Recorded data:
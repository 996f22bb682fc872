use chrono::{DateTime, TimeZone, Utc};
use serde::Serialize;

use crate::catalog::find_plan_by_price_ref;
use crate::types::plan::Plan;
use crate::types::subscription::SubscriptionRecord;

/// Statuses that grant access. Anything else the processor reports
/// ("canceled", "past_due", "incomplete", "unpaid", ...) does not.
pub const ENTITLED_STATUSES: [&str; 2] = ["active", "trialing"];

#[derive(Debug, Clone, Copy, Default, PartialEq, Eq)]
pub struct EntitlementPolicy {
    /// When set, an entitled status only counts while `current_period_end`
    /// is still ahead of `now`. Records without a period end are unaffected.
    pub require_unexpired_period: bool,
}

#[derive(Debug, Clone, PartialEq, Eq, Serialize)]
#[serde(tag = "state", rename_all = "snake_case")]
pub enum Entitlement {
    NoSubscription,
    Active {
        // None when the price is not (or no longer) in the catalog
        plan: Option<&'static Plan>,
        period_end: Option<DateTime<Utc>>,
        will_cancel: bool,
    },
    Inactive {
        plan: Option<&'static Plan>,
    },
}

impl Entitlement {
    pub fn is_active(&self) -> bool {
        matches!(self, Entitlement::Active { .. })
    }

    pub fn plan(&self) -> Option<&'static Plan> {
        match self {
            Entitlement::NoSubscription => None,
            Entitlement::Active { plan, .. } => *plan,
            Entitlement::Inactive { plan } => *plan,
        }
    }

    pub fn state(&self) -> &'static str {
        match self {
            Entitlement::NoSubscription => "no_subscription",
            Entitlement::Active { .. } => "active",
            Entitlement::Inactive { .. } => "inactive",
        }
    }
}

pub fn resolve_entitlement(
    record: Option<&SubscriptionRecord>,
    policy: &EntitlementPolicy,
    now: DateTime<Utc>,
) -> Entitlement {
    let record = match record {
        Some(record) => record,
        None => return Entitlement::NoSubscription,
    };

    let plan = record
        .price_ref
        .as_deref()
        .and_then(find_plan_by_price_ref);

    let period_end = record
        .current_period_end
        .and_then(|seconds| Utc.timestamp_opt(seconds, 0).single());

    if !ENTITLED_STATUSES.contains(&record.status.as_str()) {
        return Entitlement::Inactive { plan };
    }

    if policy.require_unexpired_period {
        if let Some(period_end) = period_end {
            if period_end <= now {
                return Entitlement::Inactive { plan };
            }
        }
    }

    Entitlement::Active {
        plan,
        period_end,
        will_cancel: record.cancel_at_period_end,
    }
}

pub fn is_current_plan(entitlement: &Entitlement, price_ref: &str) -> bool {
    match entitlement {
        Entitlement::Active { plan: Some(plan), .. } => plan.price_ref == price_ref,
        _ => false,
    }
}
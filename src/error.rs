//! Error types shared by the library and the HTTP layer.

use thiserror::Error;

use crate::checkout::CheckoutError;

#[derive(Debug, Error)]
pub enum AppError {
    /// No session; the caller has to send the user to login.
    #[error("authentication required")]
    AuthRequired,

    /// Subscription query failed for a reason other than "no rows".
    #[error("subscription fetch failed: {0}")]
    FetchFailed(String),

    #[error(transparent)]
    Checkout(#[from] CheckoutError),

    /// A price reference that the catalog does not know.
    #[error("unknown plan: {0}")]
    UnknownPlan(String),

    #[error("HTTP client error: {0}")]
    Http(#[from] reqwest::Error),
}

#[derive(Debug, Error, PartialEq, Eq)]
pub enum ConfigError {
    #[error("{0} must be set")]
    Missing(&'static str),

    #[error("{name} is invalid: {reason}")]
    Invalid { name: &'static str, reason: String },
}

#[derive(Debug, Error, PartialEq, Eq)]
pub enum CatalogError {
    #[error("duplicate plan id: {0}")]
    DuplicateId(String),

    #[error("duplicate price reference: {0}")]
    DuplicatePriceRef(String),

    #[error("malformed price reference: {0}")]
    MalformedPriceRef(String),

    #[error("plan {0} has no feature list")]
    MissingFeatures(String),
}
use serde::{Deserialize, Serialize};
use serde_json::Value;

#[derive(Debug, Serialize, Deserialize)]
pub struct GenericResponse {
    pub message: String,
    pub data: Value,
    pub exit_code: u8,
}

==

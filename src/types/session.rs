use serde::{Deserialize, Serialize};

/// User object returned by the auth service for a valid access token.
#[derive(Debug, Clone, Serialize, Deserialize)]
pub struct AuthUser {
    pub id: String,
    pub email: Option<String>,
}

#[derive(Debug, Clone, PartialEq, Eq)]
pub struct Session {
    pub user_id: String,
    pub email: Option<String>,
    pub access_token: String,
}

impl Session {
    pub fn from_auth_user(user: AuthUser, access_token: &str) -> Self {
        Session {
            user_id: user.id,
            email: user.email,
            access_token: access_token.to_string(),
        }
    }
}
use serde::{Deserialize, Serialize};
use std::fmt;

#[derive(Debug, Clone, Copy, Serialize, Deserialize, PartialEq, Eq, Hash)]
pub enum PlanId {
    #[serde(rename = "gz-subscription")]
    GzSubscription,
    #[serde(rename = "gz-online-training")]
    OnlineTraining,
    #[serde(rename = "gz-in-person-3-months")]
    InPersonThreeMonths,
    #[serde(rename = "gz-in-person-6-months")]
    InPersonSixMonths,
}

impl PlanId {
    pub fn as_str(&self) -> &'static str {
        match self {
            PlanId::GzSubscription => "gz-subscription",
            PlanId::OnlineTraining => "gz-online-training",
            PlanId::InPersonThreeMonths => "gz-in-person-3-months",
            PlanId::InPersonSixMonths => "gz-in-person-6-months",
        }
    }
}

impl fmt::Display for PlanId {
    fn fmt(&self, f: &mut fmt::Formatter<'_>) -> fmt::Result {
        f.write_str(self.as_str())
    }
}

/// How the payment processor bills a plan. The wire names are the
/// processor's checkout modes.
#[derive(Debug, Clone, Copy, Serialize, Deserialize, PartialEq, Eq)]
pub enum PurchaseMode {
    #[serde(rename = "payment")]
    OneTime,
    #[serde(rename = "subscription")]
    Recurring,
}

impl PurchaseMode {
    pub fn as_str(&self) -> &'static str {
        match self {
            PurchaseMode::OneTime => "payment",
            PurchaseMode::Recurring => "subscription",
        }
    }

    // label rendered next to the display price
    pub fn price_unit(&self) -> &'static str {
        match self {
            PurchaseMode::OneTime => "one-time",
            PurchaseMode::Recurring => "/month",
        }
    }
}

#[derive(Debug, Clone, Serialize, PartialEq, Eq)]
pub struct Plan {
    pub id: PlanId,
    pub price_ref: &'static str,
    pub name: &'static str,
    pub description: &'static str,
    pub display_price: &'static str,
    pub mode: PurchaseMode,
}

• _What is needed_: In the entries above, the lines from the one bearing "pub enum Entitlement" up to and including the one bearing "pub fn is_active(&self)" should be transcribed exactly; no other line is wanted.

• _Problem solution_:
pub enum Entitlement {
    NoSubscription,
    Active {
        // None when the price is not (or no longer) in the catalog
        plan: Option<&'static Plan>,
        period_end: Option<DateTime<Utc>>,
        will_cancel: bool,
    },
    Inactive {
        plan: Option<&'static Plan>,
    },
}

impl Entitlement {
    pub fn is_active(&self) -> bool {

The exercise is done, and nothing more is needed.